Collected data
──────────────────────────────

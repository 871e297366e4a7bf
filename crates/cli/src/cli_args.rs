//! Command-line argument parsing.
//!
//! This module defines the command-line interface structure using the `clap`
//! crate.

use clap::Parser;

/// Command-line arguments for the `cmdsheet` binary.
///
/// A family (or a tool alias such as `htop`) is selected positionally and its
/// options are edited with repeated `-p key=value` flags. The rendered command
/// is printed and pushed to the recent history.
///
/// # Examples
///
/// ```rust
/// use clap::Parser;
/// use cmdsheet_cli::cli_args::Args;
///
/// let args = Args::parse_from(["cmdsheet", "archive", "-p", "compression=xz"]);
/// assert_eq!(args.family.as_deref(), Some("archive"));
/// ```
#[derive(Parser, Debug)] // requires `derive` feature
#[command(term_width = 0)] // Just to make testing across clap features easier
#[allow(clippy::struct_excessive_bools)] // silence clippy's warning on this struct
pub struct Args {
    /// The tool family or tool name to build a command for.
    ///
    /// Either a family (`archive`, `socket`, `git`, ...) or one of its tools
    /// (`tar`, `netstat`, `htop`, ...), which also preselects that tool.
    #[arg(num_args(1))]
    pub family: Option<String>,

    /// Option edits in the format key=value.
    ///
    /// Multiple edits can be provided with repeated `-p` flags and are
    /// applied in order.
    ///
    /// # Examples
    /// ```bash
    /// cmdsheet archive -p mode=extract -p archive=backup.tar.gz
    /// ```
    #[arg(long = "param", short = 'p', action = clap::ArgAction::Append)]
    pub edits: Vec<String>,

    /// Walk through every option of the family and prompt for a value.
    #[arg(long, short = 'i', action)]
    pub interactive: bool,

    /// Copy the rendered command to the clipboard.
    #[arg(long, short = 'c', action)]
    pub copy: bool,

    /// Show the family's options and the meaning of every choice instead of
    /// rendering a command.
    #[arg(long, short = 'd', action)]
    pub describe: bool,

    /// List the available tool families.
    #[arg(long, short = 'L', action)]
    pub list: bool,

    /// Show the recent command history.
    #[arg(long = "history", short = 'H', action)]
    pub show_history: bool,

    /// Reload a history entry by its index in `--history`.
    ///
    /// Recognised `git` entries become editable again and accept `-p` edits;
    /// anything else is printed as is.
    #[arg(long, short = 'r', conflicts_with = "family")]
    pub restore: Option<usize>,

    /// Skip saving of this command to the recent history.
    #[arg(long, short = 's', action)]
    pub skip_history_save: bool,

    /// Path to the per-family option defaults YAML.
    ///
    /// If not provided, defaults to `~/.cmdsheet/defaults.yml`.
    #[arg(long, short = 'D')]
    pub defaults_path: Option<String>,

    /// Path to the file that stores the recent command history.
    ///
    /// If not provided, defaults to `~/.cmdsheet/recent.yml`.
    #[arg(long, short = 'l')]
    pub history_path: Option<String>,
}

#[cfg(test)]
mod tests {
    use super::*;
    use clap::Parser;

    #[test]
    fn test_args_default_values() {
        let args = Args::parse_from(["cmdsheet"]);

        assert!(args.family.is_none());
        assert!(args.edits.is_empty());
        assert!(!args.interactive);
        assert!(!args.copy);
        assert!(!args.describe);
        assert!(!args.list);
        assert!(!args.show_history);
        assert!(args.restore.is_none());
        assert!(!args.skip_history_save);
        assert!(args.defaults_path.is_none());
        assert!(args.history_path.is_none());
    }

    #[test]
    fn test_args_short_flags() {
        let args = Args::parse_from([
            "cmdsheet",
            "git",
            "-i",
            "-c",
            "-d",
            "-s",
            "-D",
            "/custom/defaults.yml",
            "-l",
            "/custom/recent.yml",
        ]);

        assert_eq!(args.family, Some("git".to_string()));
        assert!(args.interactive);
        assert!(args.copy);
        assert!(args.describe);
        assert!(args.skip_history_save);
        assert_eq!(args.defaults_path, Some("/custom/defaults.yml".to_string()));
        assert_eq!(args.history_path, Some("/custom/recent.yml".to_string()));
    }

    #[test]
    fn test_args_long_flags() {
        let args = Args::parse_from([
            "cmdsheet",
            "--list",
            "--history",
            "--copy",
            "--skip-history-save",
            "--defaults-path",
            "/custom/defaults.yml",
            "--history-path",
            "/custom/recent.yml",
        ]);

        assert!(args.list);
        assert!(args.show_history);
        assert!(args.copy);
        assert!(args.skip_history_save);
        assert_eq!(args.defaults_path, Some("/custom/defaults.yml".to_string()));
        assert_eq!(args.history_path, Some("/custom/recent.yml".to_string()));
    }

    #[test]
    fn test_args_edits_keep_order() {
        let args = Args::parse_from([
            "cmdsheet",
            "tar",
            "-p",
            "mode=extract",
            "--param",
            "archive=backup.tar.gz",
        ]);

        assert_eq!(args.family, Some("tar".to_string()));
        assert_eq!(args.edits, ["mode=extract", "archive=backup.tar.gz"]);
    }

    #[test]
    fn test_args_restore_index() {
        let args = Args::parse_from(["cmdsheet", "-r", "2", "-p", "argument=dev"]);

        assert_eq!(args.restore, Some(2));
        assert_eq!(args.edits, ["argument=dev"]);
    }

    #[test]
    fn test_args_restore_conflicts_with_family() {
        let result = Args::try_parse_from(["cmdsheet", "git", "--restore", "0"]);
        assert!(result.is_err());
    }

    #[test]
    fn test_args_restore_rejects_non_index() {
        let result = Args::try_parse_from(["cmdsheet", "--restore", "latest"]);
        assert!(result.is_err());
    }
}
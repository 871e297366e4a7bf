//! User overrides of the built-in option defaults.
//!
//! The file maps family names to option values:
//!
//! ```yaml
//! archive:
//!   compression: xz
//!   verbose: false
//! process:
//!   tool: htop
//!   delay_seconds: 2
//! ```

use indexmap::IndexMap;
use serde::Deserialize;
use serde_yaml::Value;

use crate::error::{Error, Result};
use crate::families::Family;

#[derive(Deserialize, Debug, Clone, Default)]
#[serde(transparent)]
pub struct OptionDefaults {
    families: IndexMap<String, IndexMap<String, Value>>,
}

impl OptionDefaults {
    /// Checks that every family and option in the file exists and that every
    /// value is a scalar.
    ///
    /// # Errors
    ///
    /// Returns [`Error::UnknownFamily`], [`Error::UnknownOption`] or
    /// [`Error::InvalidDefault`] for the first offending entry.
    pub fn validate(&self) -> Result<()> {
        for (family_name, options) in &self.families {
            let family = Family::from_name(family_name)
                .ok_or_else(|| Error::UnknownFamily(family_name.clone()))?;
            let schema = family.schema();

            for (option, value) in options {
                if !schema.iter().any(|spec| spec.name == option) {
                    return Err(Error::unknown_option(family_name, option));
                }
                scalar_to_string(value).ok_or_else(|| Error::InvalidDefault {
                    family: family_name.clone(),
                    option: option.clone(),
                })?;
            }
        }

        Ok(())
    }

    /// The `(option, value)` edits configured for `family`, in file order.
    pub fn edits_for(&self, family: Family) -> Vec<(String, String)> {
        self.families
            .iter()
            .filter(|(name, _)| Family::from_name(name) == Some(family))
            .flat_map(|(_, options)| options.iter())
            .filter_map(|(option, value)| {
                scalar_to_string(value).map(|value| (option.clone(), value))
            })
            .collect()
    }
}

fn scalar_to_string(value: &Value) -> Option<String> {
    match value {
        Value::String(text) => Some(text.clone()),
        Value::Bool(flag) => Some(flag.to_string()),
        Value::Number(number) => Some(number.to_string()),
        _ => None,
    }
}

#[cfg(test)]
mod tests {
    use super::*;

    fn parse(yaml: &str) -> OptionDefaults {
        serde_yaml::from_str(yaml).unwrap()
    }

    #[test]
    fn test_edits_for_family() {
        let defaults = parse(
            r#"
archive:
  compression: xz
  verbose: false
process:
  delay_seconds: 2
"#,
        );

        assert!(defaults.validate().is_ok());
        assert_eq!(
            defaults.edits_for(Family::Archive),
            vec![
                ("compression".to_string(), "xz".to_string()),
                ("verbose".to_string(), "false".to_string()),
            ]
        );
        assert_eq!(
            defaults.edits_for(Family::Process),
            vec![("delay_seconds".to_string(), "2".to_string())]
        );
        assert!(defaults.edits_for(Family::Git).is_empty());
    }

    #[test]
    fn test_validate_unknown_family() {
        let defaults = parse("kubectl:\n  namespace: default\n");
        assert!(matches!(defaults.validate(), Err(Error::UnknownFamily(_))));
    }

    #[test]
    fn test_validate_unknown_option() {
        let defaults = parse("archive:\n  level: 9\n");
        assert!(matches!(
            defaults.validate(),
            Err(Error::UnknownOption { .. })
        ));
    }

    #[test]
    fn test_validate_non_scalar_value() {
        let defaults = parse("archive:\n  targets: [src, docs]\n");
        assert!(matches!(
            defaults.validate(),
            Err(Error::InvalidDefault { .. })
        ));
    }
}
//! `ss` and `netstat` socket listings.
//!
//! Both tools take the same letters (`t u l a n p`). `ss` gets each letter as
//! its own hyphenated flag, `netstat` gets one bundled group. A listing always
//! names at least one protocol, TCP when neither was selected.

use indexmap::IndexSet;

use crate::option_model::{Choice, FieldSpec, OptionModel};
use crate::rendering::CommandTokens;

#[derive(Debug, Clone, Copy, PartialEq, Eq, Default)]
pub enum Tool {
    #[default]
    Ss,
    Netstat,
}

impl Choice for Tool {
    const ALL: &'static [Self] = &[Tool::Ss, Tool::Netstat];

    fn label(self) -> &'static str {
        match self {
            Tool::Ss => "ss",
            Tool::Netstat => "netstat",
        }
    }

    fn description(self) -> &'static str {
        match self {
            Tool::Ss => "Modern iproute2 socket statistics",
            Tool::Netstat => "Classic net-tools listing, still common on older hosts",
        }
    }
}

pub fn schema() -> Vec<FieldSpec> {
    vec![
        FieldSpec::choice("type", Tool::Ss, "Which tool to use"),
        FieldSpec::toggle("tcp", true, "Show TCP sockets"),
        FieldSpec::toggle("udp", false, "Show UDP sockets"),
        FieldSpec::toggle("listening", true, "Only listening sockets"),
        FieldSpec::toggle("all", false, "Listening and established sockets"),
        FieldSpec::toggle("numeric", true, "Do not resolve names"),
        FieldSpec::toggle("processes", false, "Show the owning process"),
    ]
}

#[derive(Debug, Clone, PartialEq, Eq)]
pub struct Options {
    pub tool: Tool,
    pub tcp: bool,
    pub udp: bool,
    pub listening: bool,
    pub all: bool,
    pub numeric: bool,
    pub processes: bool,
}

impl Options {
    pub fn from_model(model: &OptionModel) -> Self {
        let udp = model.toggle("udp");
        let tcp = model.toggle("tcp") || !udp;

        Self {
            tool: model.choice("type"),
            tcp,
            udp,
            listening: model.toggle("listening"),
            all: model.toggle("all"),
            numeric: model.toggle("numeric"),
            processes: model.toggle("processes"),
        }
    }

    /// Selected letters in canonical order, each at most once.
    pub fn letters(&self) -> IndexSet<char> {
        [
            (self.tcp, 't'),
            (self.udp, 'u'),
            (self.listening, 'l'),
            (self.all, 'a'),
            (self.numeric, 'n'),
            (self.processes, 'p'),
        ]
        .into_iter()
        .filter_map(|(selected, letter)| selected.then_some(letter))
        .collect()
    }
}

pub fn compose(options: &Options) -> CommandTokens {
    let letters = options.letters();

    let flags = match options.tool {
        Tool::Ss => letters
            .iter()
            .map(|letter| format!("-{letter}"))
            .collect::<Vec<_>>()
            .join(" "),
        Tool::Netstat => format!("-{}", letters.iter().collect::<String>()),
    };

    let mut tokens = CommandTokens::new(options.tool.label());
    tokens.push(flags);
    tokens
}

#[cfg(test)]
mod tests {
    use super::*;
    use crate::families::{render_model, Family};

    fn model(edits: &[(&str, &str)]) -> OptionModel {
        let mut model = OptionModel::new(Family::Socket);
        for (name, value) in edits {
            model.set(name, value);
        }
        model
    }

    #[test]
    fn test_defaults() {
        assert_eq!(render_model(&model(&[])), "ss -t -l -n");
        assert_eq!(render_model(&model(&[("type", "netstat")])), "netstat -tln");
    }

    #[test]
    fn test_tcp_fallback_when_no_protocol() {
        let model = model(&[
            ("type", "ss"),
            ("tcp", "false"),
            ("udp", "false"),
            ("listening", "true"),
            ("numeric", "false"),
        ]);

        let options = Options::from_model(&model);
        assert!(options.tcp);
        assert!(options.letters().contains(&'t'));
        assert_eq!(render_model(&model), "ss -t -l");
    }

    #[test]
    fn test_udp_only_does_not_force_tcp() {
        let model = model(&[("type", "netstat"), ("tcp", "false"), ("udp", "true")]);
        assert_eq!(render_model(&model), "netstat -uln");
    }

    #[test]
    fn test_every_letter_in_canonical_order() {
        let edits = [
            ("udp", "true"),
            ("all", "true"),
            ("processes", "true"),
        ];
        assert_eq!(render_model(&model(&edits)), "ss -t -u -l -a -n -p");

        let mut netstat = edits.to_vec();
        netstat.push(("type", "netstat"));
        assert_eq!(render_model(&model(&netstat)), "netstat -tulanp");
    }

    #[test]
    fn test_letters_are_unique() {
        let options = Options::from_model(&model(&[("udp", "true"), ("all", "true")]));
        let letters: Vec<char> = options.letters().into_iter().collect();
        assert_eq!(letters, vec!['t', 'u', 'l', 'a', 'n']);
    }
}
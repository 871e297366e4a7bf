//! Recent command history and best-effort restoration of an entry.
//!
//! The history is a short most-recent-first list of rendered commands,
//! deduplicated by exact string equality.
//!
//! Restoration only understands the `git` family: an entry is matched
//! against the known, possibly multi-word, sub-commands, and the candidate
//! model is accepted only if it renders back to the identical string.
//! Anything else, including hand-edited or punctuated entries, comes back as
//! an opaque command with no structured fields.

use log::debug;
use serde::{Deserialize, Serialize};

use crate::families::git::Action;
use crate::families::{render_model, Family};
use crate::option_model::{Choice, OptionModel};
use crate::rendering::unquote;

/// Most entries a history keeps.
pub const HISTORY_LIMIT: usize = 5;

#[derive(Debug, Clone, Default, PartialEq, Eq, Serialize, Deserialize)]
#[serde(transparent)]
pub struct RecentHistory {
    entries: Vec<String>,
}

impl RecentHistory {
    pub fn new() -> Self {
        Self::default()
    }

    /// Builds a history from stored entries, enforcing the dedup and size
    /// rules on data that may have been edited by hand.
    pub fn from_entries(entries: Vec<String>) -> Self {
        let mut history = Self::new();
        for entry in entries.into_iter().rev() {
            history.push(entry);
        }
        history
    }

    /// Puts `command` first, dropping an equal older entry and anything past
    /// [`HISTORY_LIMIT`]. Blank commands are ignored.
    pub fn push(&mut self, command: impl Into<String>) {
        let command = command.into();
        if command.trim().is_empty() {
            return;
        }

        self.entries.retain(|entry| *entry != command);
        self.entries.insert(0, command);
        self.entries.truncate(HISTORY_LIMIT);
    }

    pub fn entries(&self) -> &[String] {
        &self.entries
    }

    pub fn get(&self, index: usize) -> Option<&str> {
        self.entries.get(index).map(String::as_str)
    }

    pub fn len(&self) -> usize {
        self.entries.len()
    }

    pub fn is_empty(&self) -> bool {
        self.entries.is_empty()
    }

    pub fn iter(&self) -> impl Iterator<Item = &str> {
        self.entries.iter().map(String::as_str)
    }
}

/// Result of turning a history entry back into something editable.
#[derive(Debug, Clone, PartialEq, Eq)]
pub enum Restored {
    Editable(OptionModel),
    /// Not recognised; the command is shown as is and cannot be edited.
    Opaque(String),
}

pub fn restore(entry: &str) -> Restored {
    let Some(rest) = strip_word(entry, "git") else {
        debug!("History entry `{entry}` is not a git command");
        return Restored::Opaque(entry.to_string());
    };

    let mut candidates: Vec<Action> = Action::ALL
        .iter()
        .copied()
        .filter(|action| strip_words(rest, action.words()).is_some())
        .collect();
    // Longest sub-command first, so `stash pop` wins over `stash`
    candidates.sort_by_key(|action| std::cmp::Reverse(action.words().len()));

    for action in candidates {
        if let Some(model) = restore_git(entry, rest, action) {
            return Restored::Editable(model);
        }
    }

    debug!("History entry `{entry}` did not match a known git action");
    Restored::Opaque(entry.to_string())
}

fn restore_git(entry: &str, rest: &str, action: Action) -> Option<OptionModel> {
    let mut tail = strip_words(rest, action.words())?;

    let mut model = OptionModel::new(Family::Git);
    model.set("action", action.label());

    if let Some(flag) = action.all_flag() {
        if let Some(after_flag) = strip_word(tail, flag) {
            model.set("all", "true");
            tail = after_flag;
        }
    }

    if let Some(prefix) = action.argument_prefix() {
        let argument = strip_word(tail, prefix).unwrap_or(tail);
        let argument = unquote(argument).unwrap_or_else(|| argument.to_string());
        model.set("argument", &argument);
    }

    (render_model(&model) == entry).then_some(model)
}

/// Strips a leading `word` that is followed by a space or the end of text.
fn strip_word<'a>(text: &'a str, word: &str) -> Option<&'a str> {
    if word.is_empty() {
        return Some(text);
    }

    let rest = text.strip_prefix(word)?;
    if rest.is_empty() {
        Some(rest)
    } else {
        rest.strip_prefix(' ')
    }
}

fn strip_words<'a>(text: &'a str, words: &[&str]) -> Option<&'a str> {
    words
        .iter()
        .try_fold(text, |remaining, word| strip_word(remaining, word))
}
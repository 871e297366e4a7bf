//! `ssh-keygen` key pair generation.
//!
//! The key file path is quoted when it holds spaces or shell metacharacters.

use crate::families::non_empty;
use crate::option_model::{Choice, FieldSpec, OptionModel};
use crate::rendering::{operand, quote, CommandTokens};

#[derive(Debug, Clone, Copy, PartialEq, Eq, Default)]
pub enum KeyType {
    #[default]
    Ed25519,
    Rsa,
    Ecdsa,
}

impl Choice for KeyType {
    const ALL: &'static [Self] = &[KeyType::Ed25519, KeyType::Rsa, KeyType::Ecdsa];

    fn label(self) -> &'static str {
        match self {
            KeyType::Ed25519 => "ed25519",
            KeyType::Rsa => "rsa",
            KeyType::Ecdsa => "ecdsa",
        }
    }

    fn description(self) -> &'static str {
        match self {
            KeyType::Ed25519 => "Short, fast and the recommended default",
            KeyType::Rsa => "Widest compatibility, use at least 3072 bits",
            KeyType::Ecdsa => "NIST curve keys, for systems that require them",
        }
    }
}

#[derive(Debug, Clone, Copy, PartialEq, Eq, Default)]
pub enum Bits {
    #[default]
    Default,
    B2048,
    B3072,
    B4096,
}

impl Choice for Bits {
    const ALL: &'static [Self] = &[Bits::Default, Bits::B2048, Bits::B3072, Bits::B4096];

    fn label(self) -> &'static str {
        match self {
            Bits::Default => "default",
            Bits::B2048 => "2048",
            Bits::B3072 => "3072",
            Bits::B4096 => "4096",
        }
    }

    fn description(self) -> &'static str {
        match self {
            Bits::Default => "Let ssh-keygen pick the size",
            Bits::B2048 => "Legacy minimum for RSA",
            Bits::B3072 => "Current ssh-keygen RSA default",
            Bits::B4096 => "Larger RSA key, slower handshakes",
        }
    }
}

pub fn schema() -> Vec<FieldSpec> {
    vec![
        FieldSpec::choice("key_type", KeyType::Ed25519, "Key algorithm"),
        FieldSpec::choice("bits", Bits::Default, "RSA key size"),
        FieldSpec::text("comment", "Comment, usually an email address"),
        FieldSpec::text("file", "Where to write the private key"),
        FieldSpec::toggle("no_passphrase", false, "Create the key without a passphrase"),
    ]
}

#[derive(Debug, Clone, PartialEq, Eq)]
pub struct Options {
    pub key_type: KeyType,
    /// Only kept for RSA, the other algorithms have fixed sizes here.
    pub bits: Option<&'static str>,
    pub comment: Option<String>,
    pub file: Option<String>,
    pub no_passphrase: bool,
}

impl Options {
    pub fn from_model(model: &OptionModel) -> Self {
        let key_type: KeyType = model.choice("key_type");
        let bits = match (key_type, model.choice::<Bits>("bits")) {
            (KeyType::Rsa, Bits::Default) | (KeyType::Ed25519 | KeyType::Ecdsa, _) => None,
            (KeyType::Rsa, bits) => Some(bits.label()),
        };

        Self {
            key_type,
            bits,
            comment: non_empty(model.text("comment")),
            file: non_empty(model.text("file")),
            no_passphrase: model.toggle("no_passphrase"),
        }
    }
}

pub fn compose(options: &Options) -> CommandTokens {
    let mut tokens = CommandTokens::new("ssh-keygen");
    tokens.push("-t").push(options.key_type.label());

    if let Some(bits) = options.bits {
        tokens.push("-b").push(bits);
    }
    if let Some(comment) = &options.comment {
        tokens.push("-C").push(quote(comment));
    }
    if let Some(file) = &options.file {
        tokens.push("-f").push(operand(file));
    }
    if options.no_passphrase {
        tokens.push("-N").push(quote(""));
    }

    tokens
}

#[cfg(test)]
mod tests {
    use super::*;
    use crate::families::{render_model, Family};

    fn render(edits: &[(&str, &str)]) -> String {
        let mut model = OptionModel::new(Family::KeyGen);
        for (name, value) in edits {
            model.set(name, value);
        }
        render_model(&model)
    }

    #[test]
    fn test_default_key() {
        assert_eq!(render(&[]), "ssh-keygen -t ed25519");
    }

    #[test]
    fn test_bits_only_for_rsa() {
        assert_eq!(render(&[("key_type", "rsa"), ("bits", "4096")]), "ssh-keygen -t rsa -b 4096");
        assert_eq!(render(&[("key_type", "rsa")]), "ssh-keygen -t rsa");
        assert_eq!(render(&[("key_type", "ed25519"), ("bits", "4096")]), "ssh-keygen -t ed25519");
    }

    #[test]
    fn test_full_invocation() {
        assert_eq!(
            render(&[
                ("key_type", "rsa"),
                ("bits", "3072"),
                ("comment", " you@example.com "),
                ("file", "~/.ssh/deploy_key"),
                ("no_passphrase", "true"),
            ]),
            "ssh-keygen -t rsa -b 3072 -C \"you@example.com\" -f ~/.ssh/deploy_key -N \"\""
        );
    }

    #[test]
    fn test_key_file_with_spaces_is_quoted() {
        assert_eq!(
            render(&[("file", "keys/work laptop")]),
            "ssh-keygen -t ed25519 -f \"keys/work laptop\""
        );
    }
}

──────────────────────────────

For each line in the data above that contains the string "have", extract the line.

* **WORKED SOLUTION**:
    /// rules on data that may have been edited by hand.
    /// Only kept for RSA, the other algorithms have fixed sizes here.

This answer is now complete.